In the past, a bank had to be operating at an extremely low level before it warranted a takeover. A bank almost had to suffer a run before it was taken over. The problem is that the occurrence of a run demonstrates that a bank's condition is already terminal – as soon as the goods are damaged, everyone checks out. But a takeover when net asset value is still above zero requires crystal-clear legal grounds and guidelines, lest shareholders file suit at the moment of the takeover on grounds of property rights infringement.
The most obvious example of that was when Yen Ching-chang headed the ministry's takeover of 36 farmers and fishermen's associations, and later, officials were sued.

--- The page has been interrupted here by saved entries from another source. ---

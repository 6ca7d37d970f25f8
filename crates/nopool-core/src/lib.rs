//! # nopool core
//!
//! Shared types for the nopool per-request HTTP transport.
//!
//! Every request is described by a [`RequestDescriptor`] and executed by a
//! [`Transport`] on a connection that lives exactly as long as that one
//! request. This crate holds the pieces both sides agree on:
//!
//! - **Requests**: [`RequestDescriptor`], [`RequestBody`], [`Method`]
//! - **Proxies**: [`ProxySpec`] parsed from `scheme://[user:pass@]host:port`
//! - **Timeouts**: [`TimeoutBudget`] per transport, [`TimeoutOverrides`] per call
//! - **Responses**: [`HttpResponse`] and its decoded [`Payload`]
//! - **Errors**: [`TransportError`]
//!
//! ```text
//! ┌──────────────────┐
//! │  Bot-API client  │
//! ├──────────────────┤
//! │  Adapter         │  (envelope translation, lifecycle)
//! ├──────────────────┤
//! │  Transport trait │  <- this crate
//! ├──────────────────┤
//! │  NoPoolTransport │  (one connection per request)
//! └──────────────────┘
//! ```

pub mod config;
pub mod error;
pub mod payload;
pub mod proxy;
pub mod request;
pub mod timeouts;
pub mod transport;

pub use config::{PoolStrategy, TransportConfig};
pub use error::{BoxError, TransportError, TransportResult};
pub use payload::{HttpResponse, Payload};
pub use proxy::{ProxyCredentials, ProxySpec};
pub use request::{Method, RequestBody, RequestDescriptor, redact_url};
pub use timeouts::{TimeoutBudget, TimeoutOverrides};
pub use transport::{BoxedTransport, Transport};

This is why officials are afraid of takeovers – there are no clear legal guarantees protecting them.
During the 1990s, Taiwan's financial sector underwent a wave of liberalization and deregulation, but there was no accompanying exit mechanism. When I arrived at the finance ministry, officials told me there were 10 troubled banks needing some kind of financial restructuring fund to take control. The problem was, when I took over, the Legislative Yuan didn't allocate an extra dime for the finance ministry.
Why Should Civil Servants Live under Daily Threat of Lawsuit?
This is a macro-environmental issue, and officials can only trade time for space. What society needs to look at is: when a problem is recognized, why can the executive and legislative branches not act in a timely fashion to amend the law to address that problem, but instead turn officials into scapegoats, thereby creating psychological disharmony within the overall bureaucracy?
The civil servant's first reaction is really to just quit. Since the Rebar case, officials in the Banking Bureau, and even in the Securities and Futures Bureau, have been talking about quitting. Political appointees come and go, but the civil servants are the ones who sign and certify public documents. If we allow these civil servants to live in fear of the day they might run into the wrong judge, under a constant shadow of suspicion, how are they supposed to sign their names to those documents day in and day out?
The safe thing to do is simply pass the buck upward – just not take responsibility for anything. The power of a government agency lies with everyone in the agency. Responsibility should be spread across all tiers. If those at the bottom are unwilling or too fearful to do anything, the managerial ability of the entire agency is weakened, and this is something to be concerned with. In the long term, this will lead to a process of elimination in the wrong direction, where the bad people drive away the good people.